Un autre mythe qu’il convient de dissiper est l’idée que l’innovation est toujours une bonne chose, quel que soit l’intérêt de qui elle est menée. Les gains de productivité impliquent une réduction du nombre d’heures de travail nécessaires pour produire certains biens et services. C’est une bonne chose si cela réduit le temps que les travailleurs doivent travailler pour le même salaire, mais pas si cela signifie simplement une rationalisation du processus de travail dans le but d’augmenter les profits. Les organisations qui visent à représenter la classe ouvrière devraient reconnaître ce fait et cesser de formuler leurs demandes comme si elles étaient des partenaires cherchant à aider à augmenter la rentabilité de l’entreprise.

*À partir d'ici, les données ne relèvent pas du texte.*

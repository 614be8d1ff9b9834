//! End-to-end tests against a local mock server
//!
//! These run the real reqwest transport over loopback, so timings are real
//! and assertions leave room for scheduling noise.

use speed_probe::{
    probe_latency, run_throughput_test, Config, Direction, LatencyConfig, LatencyOutcome, MeasurementSource,
    ReqwestTransport, SampleOrigin, SpeedTest, Stage, ThroughputCallbacks, ThroughputConfig, Transport,
};
use std::sync::{Arc, Mutex};
use std::time::{Duration, Instant};
use wiremock::{
    matchers::{method, path},
    Mock, MockServer, ResponseTemplate,
};

fn transport() -> Arc<dyn Transport> {
    Arc::new(ReqwestTransport::new().unwrap())
}

async fn mount_ping(server: &MockServer, delay_ms: u64) {
    Mock::given(method("HEAD"))
        .and(path("/ping"))
        .respond_with(ResponseTemplate::new(204).set_delay(Duration::from_millis(delay_ms)))
        .mount(server)
        .await;
}

async fn mount_file(server: &MockServer, size: usize, delay_ms: u64) {
    Mock::given(method("GET"))
        .and(path("/file.bin"))
        .respond_with(
            ResponseTemplate::new(200)
                .set_body_bytes(vec![0u8; size])
                .set_delay(Duration::from_millis(delay_ms)),
        )
        .mount(server)
        .await;
}

async fn mount_sink(server: &MockServer, delay_ms: u64) {
    Mock::given(method("POST"))
        .and(path("/upload"))
        .respond_with(ResponseTemplate::new(200).set_delay(Duration::from_millis(delay_ms)))
        .mount(server)
        .await;
}

/// Loopback is far faster than any real link, so lift the sanity ceiling
fn loopback_throughput(base: ThroughputConfig, endpoint: String) -> ThroughputConfig {
    ThroughputConfig {
        endpoints: vec![endpoint],
        duration_ms: 1000,
        max_speed_mbps: 1_000_000.0,
        ..base
    }
}

#[derive(Default, Clone)]
struct Recorder {
    points: Arc<Mutex<Vec<speed_probe::Sample>>>,
    completes: Arc<Mutex<Vec<(f64, Instant)>>>,
}

impl Recorder {
    fn callbacks(&self) -> ThroughputCallbacks {
        let points = self.points.clone();
        let completes = self.completes.clone();
        ThroughputCallbacks::new()
            .on_data_point(move |sample| points.lock().unwrap().push(*sample))
            .on_complete(move |value| completes.lock().unwrap().push((value, Instant::now())))
    }
}

#[tokio::test]
async fn test_latency_against_mock_endpoint() {
    let server = MockServer::start().await;
    mount_ping(&server, 40).await;

    let config = LatencyConfig {
        endpoints: vec![format!("{}/ping", server.uri())],
        ..LatencyConfig::default()
    };
    let outcome = probe_latency(transport(), config).await.unwrap();

    match outcome {
        // 40 ms * 0.85 = 34, plus loopback overhead
        LatencyOutcome::Measured { millis } => assert!((34..=120).contains(&millis), "latency {}", millis),
        other => panic!("unexpected outcome {:?}", other),
    }
}

#[tokio::test]
async fn test_unreachable_latency_endpoints_fail() {
    let config = LatencyConfig {
        endpoints: vec!["http://127.0.0.1:9/".to_string()],
        timeout_ms: 2000,
        ..LatencyConfig::default()
    };

    let outcome = probe_latency(transport(), config).await.unwrap();
    assert_eq!(outcome, LatencyOutcome::Failed);
    assert_eq!(outcome.as_sentinel_millis(), -1);
}

#[tokio::test]
async fn test_always_failing_download_pool_falls_back() {
    let server = MockServer::start().await;
    Mock::given(method("GET"))
        .respond_with(ResponseTemplate::new(500))
        .mount(&server)
        .await;

    let config = ThroughputConfig {
        max_failed_attempts: 2,
        ..loopback_throughput(ThroughputConfig::download(), format!("{}/file.bin", server.uri()))
    };
    let recorder = Recorder::default();

    let started = Instant::now();
    let outcome = run_throughput_test(Direction::Download, transport(), config.clone(), recorder.callbacks())
        .unwrap()
        .wait()
        .await
        .unwrap();

    let completes = recorder.completes.lock().unwrap().clone();
    assert_eq!(completes.len(), 1);
    let (value, at) = completes[0];
    assert!(at.duration_since(started) < Duration::from_millis(1500));

    let min = config.fallback_buckets.iter().map(|b| b.min).fold(f64::INFINITY, f64::min);
    let max = config.fallback_buckets.iter().map(|b| b.max).fold(0.0, f64::max);
    assert!(value >= min && value <= max, "fallback value {} outside [{}, {}]", value, min, max);

    assert_eq!(outcome.source, MeasurementSource::Synthetic);
    assert_eq!(outcome.failed_attempts, 2);
    assert!(recorder.points.lock().unwrap().iter().any(|s| s.origin == SampleOrigin::Backfill));
}

#[tokio::test]
async fn test_download_against_mock_file() {
    let server = MockServer::start().await;
    mount_file(&server, 512 * 1024, 50).await;

    let config = loopback_throughput(ThroughputConfig::download(), format!("{}/file.bin", server.uri()));
    let outcome = run_throughput_test(Direction::Download, transport(), config, ThroughputCallbacks::new())
        .unwrap()
        .wait()
        .await
        .unwrap();

    assert_eq!(outcome.source, MeasurementSource::Measured);
    assert!(outcome.value.is_finite() && outcome.value > 0.0);
    assert!(outcome.measured_samples >= 3);
    for pair in outcome.samples.windows(2) {
        assert!(pair[1].time >= pair[0].time);
    }
}

#[tokio::test]
async fn test_upload_against_mock_sink() {
    let server = MockServer::start().await;
    mount_sink(&server, 50).await;

    let config = ThroughputConfig {
        concurrency: 2,
        payload_sizes: vec![64 * 1024],
        ..loopback_throughput(ThroughputConfig::upload(), format!("{}/upload", server.uri()))
    };
    let outcome = run_throughput_test(Direction::Upload, transport(), config, ThroughputCallbacks::new())
        .unwrap()
        .wait()
        .await
        .unwrap();

    assert_eq!(outcome.source, MeasurementSource::Measured);
    assert!(outcome.value > 0.0);
    assert_eq!(outcome.failed_attempts, 0);

    let requests = server.received_requests().await.unwrap();
    assert!(requests.len() >= 6);
    assert!(requests.iter().all(|r| r.body.len() == 64 * 1024));
}

#[tokio::test]
async fn test_cancel_aborts_hanging_download() {
    let server = MockServer::start().await;
    mount_file(&server, 1024, 30_000).await;

    let config = loopback_throughput(ThroughputConfig::download(), format!("{}/file.bin", server.uri()));
    let recorder = Recorder::default();
    let controller = run_throughput_test(Direction::Download, transport(), config, recorder.callbacks()).unwrap();

    tokio::time::sleep(Duration::from_millis(200)).await;
    assert!(controller.cancel());

    let outcome = tokio::time::timeout(Duration::from_secs(2), controller.wait()).await.unwrap();
    assert!(outcome.is_none());
    assert!(recorder.completes.lock().unwrap().is_empty());
}

#[tokio::test]
async fn test_full_session_against_mock_server() {
    let server = MockServer::start().await;
    mount_ping(&server, 20).await;
    mount_file(&server, 256 * 1024, 30).await;
    mount_sink(&server, 30).await;

    let config = Config {
        latency: LatencyConfig {
            endpoints: vec![format!("{}/ping", server.uri())],
            ..LatencyConfig::default()
        },
        download: loopback_throughput(ThroughputConfig::download(), format!("{}/file.bin", server.uri())),
        upload: ThroughputConfig {
            payload_sizes: vec![32 * 1024],
            ..loopback_throughput(ThroughputConfig::upload(), format!("{}/upload", server.uri()))
        },
        ..Config::default()
    };

    let test = SpeedTest::new(transport(), config).unwrap();
    let results = test.start().await.unwrap().unwrap();

    assert!(results.is_complete());
    assert!(!results.ping.unwrap().is_synthetic());
    assert!(!results.download.unwrap().is_synthetic());
    assert!(!results.upload.unwrap().is_synthetic());

    let snapshot = test.snapshot();
    assert_eq!(snapshot.stage, Stage::Completed);
    assert!(!snapshot.download_samples.is_empty());
    assert!(!snapshot.upload_samples.is_empty());
    assert!(test.quality().is_some());
}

Quant à l’effet sur le nombre d’emplois, les investissements susmentionnés ne devraient pas créer d’emplois supplémentaires en Italie, dont la part de marché dans la production de matériel et de logiciels de connectivité est pratiquement nulle. Il en va de même pour l’autre grand secteur sur lequel l’action publique va se concentrer : la transition énergétique. Dans ce cas aussi, compte tenu de la nécessité d’une transition vers les énergies renouvelables, il sera nécessaire d’installer des panneaux solaires, des éoliennes et des usines de production d’énergie hydrogène. Les panneaux solaires, par exemple, sont fabriqués par des entreprises chinoises et allemandes. Les turbines et autres composants des parcs éoliens sont également principalement produits par des entreprises allemandes. Nous voyons donc une plus grande dépendance aux importations, ce qui aggrave encore la balance commerciale de l’Italie.

En substance, l’administration Draghi a préparé un plan d’investissement massif visant à créer l’environnement le plus favorable possible pour les entreprises privées, et en particulier pour les grandes entreprises dirigées par des Allemands qui dépendent des PME italiennes plus en amont dans la chaîne d’approvisionnement.

Il ne s’agit pas ici d’opposer l’Italie et l’Allemagne sur des bases nationalistes, mais plutôt les grandes entreprises d’un côté et les travailleurs italiens et allemands de l’autre. La question est de savoir quelles priorités détermineront comment l’Europe sortira de cette crise.

Laisser l’entière liberté au marché, bien sûr, signifie laisser les décisions économiques entre les mains du capital, qui, par sa nature, recherche le profit, et non le bien-être de la communauté. Les organisations qui visent à représenter la classe ouvrière devraient donc mettre la planification au cœur du discours politique.

Tout objectif, contrairement à la maximisation du profit, et donc à l’exploitation capitaliste des travailleurs et de l’environnement, ne peut être poursuivi qu’à travers la gestion directe de l’activité économique par l’État. Et dans la mesure où cela passe aussi par l’innovation et les nouvelles technologies, il faut les juger par d’autres critères que « l’efficacité » définie en termes de profit privé.